Bewertung und Aufteilung des Hausrats bei einer Scheidung
Steht nach einer Trennung die Scheidung bevor, stellt sich häufig die Frage, wie der gemeinsame Hausrat gerecht aufgeteilt und bewertet wird. Unter den Hausrat fallen im Wesentlichen alle Gegenstände, die während der Ehe für die gemeinsame Lebensführung angeschafft wurden – von Möbeln über Küchengeräte bis hin zur Unterhaltungselektronik.
Grundsätzlich gilt bei der Verteilung der Maßstab der Billigkeit: Beide Ehepartner sollen Gegenstände von ungefähr gleichem Gesamtwert erhalten. Ein teures Gutachten ist dafür meist nicht nötig, da nicht der damalige Neupreis, sondern der aktuelle Gebrauchswert (Zeitwert) der Gegenstände maßgeblich ist.
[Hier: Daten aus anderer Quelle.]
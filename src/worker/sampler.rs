use crate::error::{Result, VigilError};
use sysinfo::{Pid, ProcessRefreshKind, ProcessesToUpdate, System};

const BYTES_PER_MB: u64 = 1024 * 1024;

/// One memory reading of a process, in whole megabytes
#[derive(Debug, Clone, Copy, PartialEq, Eq)]
pub struct MemorySample {
    /// Resident set size
    pub resident_mb: u64,
    /// Virtual memory size
    pub virtual_mb: u64,
}

impl MemorySample {
    pub fn from_bytes(resident: u64, virtual_: u64) -> Self {
        Self {
            resident_mb: bytes_to_mb(resident),
            virtual_mb: bytes_to_mb(virtual_),
        }
    }
}

/// Reads the memory usage of a process on demand
pub trait MemorySampler: Send {
    fn sample(&mut self) -> Result<MemorySample>;
}

/// Samples a process through `sysinfo`
pub struct ProcessSampler {
    system: System,
    pid: Pid,
}

impl ProcessSampler {
    pub fn new(pid: u32) -> Self {
        Self {
            system: System::new(),
            pid: Pid::from_u32(pid),
        }
    }

    /// Sampler for the calling process
    pub fn current() -> Self {
        Self::new(std::process::id())
    }
}

impl MemorySampler for ProcessSampler {
    fn sample(&mut self) -> Result<MemorySample> {
        // Only memory is needed, skip CPU and disk accounting
        self.system.refresh_processes_specifics(
            ProcessesToUpdate::Some(&[self.pid]),
            true,
            ProcessRefreshKind::new().with_memory(),
        );

        let process = self.system.process(self.pid).ok_or_else(|| {
            VigilError::SamplingError(format!("Process {} not found", self.pid))
        })?;

        Ok(MemorySample::from_bytes(
            process.memory(),
            process.virtual_memory(),
        ))
    }
}

/// Round a byte count to the nearest megabyte
fn bytes_to_mb(bytes: u64) -> u64 {
    (bytes + BYTES_PER_MB / 2) / BYTES_PER_MB
}
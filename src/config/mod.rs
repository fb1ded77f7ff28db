use crate::error::{VigilError, Result};
use serde::{Deserialize, Serialize};
use std::collections::HashMap;
use std::path::{Path, PathBuf};
use std::time::Duration;

/// Memory thresholds and pool sizing shared by the master and its workers
#[derive(Debug, Clone, PartialEq, Serialize, Deserialize)]
#[serde(rename_all = "camelCase")]
pub struct ThresholdConfig {
    /// Hard ceiling on resident memory; crossing it raises a memory alarm
    #[serde(rename = "maxResidentMB", default = "default_max_resident_mb")]
    pub max_resident_mb: u64,

    /// Fraction of the hard ceiling above which memory relief is forced
    #[serde(default = "default_gc_trigger_fraction")]
    pub gc_trigger_fraction: f64,

    /// Fraction of the hard ceiling a relief attempt must reclaim
    #[serde(default = "default_min_recovery_fraction")]
    pub min_recovery_fraction: f64,

    /// Memory sampling period (in milliseconds)
    #[serde(default = "default_check_interval_ms")]
    pub check_interval_ms: u64,

    /// Time a worker is given to drain before it is forced out (in milliseconds)
    #[serde(default = "default_shutdown_grace_ms")]
    pub shutdown_grace_ms: u64,

    /// Number of workers; 0 spawns one per available CPU
    #[serde(default = "default_pool_size")]
    pub pool_size: usize,
}

fn default_max_resident_mb() -> u64 {
    1740
}

fn default_gc_trigger_fraction() -> f64 {
    0.85
}

fn default_min_recovery_fraction() -> f64 {
    0.05
}

fn default_check_interval_ms() -> u64 {
    1000
}

fn default_shutdown_grace_ms() -> u64 {
    20_000
}

fn default_pool_size() -> usize {
    2
}

impl Default for ThresholdConfig {
    fn default() -> Self {
        Self {
            max_resident_mb: default_max_resident_mb(),
            gc_trigger_fraction: default_gc_trigger_fraction(),
            min_recovery_fraction: default_min_recovery_fraction(),
            check_interval_ms: default_check_interval_ms(),
            shutdown_grace_ms: default_shutdown_grace_ms(),
            pool_size: default_pool_size(),
        }
    }
}

impl ThresholdConfig {
    /// Validate the thresholds
    pub fn validate(&self) -> Result<()> {
        if self.max_resident_mb == 0 {
            return Err(VigilError::ConfigValidationError(
                "maxResidentMB must be at least 1".to_string(),
            ));
        }

        Self::validate_fraction("gcTriggerFraction", self.gc_trigger_fraction)?;
        Self::validate_fraction("minRecoveryFraction", self.min_recovery_fraction)?;

        if self.check_interval_ms == 0 {
            return Err(VigilError::ConfigValidationError(
                "checkIntervalMs must be at least 1".to_string(),
            ));
        }

        Ok(())
    }

    fn validate_fraction(field: &str, value: f64) -> Result<()> {
        if !value.is_finite() || value <= 0.0 || value > 1.0 {
            return Err(VigilError::ConfigValidationError(format!(
                "{} must be within (0, 1], got {}",
                field, value
            )));
        }
        Ok(())
    }

    /// Resident size (MB) above which memory relief is attempted
    pub fn gc_trigger_mb(&self) -> f64 {
        self.max_resident_mb as f64 * self.gc_trigger_fraction
    }

    /// Memory (MB) a relief attempt must free to count as effective
    pub fn min_recovery_mb(&self) -> f64 {
        self.max_resident_mb as f64 * self.min_recovery_fraction
    }

    /// Number of workers to spawn given the number of available CPUs
    pub fn resolve_pool_size(&self, available_cpus: usize) -> usize {
        if self.pool_size == 0 {
            available_cpus.max(1)
        } else {
            self.pool_size
        }
    }

    /// Get check interval as Duration
    pub fn check_interval(&self) -> Duration {
        Duration::from_millis(self.check_interval_ms)
    }

    /// Get shutdown grace period as Duration
    pub fn shutdown_grace(&self) -> Duration {
        Duration::from_millis(self.shutdown_grace_ms)
    }

    pub fn with_max_resident_mb(mut self, max_resident_mb: u64) -> Self {
        self.max_resident_mb = max_resident_mb;
        self
    }

    pub fn with_gc_trigger_fraction(mut self, fraction: f64) -> Self {
        self.gc_trigger_fraction = fraction;
        self
    }

    pub fn with_min_recovery_fraction(mut self, fraction: f64) -> Self {
        self.min_recovery_fraction = fraction;
        self
    }

    pub fn with_check_interval_ms(mut self, check_interval_ms: u64) -> Self {
        self.check_interval_ms = check_interval_ms;
        self
    }

    pub fn with_shutdown_grace_ms(mut self, shutdown_grace_ms: u64) -> Self {
        self.shutdown_grace_ms = shutdown_grace_ms;
        self
    }

    pub fn with_pool_size(mut self, pool_size: usize) -> Self {
        self.pool_size = pool_size;
        self
    }
}

/// Cluster configuration: service identity, logging, respawn policy and thresholds
#[derive(Debug, Clone, PartialEq, Serialize, Deserialize)]
#[serde(rename_all = "camelCase")]
pub struct ClusterConfig {
    /// Service name, used as the worker title in logs
    #[serde(default = "default_name")]
    pub name: String,

    /// Log filter directive (overridden by RUST_LOG)
    #[serde(default = "default_log_level")]
    pub log_level: String,

    /// Append logs to this file instead of stderr
    #[serde(default)]
    pub log_file: Option<PathBuf>,

    /// Initial delay before respawning a dead worker (in milliseconds)
    #[serde(default)]
    pub respawn_delay_ms: u64,

    /// Upper bound of the respawn backoff (in milliseconds)
    #[serde(default = "default_respawn_max_delay_ms")]
    pub respawn_max_delay_ms: u64,

    /// Window in which respawns count towards the backoff (in seconds)
    #[serde(default = "default_respawn_window_secs")]
    pub respawn_window_secs: u64,

    /// Pool sizes keyed by service name, overriding `poolSize`
    #[serde(default, skip_serializing_if = "HashMap::is_empty")]
    pub pool_sizes: HashMap<String, usize>,

    #[serde(flatten)]
    pub thresholds: ThresholdConfig,
}

fn default_name() -> String {
    "vigil".to_string()
}

fn default_log_level() -> String {
    "info".to_string()
}

fn default_respawn_max_delay_ms() -> u64 {
    30_000
}

fn default_respawn_window_secs() -> u64 {
    60
}

impl Default for ClusterConfig {
    fn default() -> Self {
        Self {
            name: default_name(),
            log_level: default_log_level(),
            log_file: None,
            respawn_delay_ms: 0,
            respawn_max_delay_ms: default_respawn_max_delay_ms(),
            respawn_window_secs: default_respawn_window_secs(),
            pool_sizes: HashMap::new(),
            thresholds: ThresholdConfig::default(),
        }
    }
}
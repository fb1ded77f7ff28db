// IPC module - Alarm/command messaging between master and workers

pub mod channel;
pub mod protocol;

pub use channel::{AlarmChannel, AlarmReceiver, AlarmSender, CHANNEL_FD_ENV};
pub use protocol::AlarmMessage;
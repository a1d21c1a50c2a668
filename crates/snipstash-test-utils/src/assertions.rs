//! Custom assertion helpers for common test patterns.
//!
//! Provides macros and functions for making test assertions more readable
//! and providing better error messages.

/// Assert that two strings are equal, with a nice diff on failure.
pub fn assert_strings_equal(actual: &str, expected: &str) {
    if actual != expected {
        let diff = similar::TextDiff::from_lines(expected, actual);
        let mut output = String::new();

        for change in diff.iter_all_changes() {
            let sign = match change.tag() {
                similar::ChangeTag::Delete => "-",
                similar::ChangeTag::Insert => "+",
                similar::ChangeTag::Equal => " ",
            };
            output.push_str(&format!("{}{}", sign, change));
        }

        panic!("Strings are not equal.\nDiff:\n{}", output);
    }
}

/// Assert that a result is Ok and extract the value.
#[macro_export]
macro_rules! assert_ok {
    ($expr:expr) => {
        match $expr {
            Ok(value) => value,
            Err(e) => panic!("Expected Ok, got Err: {:?}", e),
        }
    };
    ($expr:expr, $msg:literal) => {
        match $expr {
            Ok(value) => value,
            Err(e) => panic!("{}: {:?}", $msg, e),
        }
    };
}

/// Assert that a result is Err and extract the error.
///
/// Unlike `unwrap_err`, the Ok type does not need to be `Debug`.
#[macro_export]
macro_rules! assert_err {
    ($expr:expr) => {
        match $expr {
            Ok(_) => panic!("Expected Err, got Ok"),
            Err(e) => e,
        }
    };
    ($expr:expr, $msg:literal) => {
        match $expr {
            Ok(_) => panic!("{}", $msg),
            Err(e) => e,
        }
    };
}

/// Assert that a string contains a substring (with better error messages).
#[macro_export]
macro_rules! assert_str_contains {
    ($haystack:expr, $needle:expr) => {
        if !$haystack.contains($needle) {
            panic!(
                "String does not contain expected substring.\nExpected to find: {}\nIn string:\n{}",
                $needle, $haystack
            );
        }
    };
}

#[cfg(test)]
mod tests {
    use super::*;

    #[test]
    fn test_assert_strings_equal() {
        assert_strings_equal("a\nb\n", "a\nb\n");
    }

    #[test]
    #[should_panic(expected = "Strings are not equal")]
    fn test_assert_strings_equal_reports_diff() {
        assert_strings_equal("a\nb\n", "a\nc\n");
    }

    #[test]
    fn test_assert_ok_macro() {
        let result: Result<i32, &str> = Ok(42);
        let value = assert_ok!(result);
        assert_eq!(value, 42);
    }

    #[test]
    fn test_assert_err_macro() {
        let result: Result<i32, &str> = Err("nope");
        assert_eq!(assert_err!(result), "nope");
    }
}
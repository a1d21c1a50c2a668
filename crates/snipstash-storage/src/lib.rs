//! Document store layer for snipstash.
//!
//! This crate provides a document store abstraction with multiple backends:
//! - Cloud Firestore over its REST API
//! - JSON file storage (one file per document)
//! - In-memory storage (for testing)
//!
//! Every backend offers the same three operations over a named collection:
//! add a document and get its id back, query the collection, delete by id.

pub mod document;
pub mod error;
pub mod firestore;
pub mod json;
pub mod memory;
pub mod query;

pub use document::{Document, FieldValue, StoredDocument};
pub use error::{StorageError, StorageResult};
pub use firestore::{FirestoreOptions, FirestoreStore};
pub use json::JsonStore;
pub use memory::MemoryStore;
pub use query::{Direction, OrderBy, Query};

use async_trait::async_trait;

/// A trait for document store backends.
///
/// Collections are flat: a collection name maps to a set of documents keyed
/// by store-assigned ids.
#[async_trait]
pub trait DocumentStore: Send + Sync {
    /// Short backend name, used in logs.
    fn name(&self) -> &'static str;

    /// Add a document and return the id the store assigned to it.
    ///
    /// Server timestamp directives are resolved by the store.
    async fn add(&self, collection: &str, document: Document) -> StorageResult<String>;

    /// Run a query against a collection.
    async fn query(&self, collection: &str, query: &Query) -> StorageResult<Vec<StoredDocument>>;

    /// Delete a document.
    ///
    /// Deleting a document that does not exist succeeds.
    async fn delete(&self, collection: &str, id: &str) -> StorageResult<()>;
}

/// Validate a collection name or document id.
///
/// Segments end up in file paths and URLs, so separators, relative
/// components and control characters are rejected.
pub(crate) fn validate_segment(kind: &str, segment: &str) -> StorageResult<()> {
    if segment.is_empty()
        || segment.contains('/')
        || segment.contains('\\')
        || segment.chars().any(char::is_control)
        || segment == "."
        || segment == ".."
    {
        return Err(StorageError::invalid_key(format!(
            "Invalid {kind}: {segment:?}"
        )));
    }
    Ok(())
}

#[cfg(test)]
mod tests {
    use super::*;

    #[test]
    fn test_validate_segment() {
        assert!(validate_segment("collection", "savedCodes").is_ok());
        assert!(validate_segment("collection", "").is_err());
        assert!(validate_segment("id", "..").is_err());
        assert!(validate_segment("id", "a/b").is_err());
        assert!(validate_segment("id", "a\\b").is_err());
        assert!(validate_segment("id", "a\nb").is_err());
        assert!(validate_segment("id", "a\u{7f}b").is_err());
        assert!(validate_segment("id", "abc?x").is_ok());
    }
}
Erhält ein Ehegatte jedoch Hausrat, der wesentlich mehr wert ist als der des anderen – etwa weil die gemeinsamen Kinder bei ihm bleiben und deshalb Küche, Waschmaschine oder Einrichtung im Haushalt benötigt werden –, verlangt das Gesetz einen fairen Ausgleich. In solchen Fällen kann dem anderen Partner eine angemessene Ausgleichszahlung zustehen. Eine frühzeitige, einvernehmliche Einigung spart dabei Zeit, Kosten und Nerven.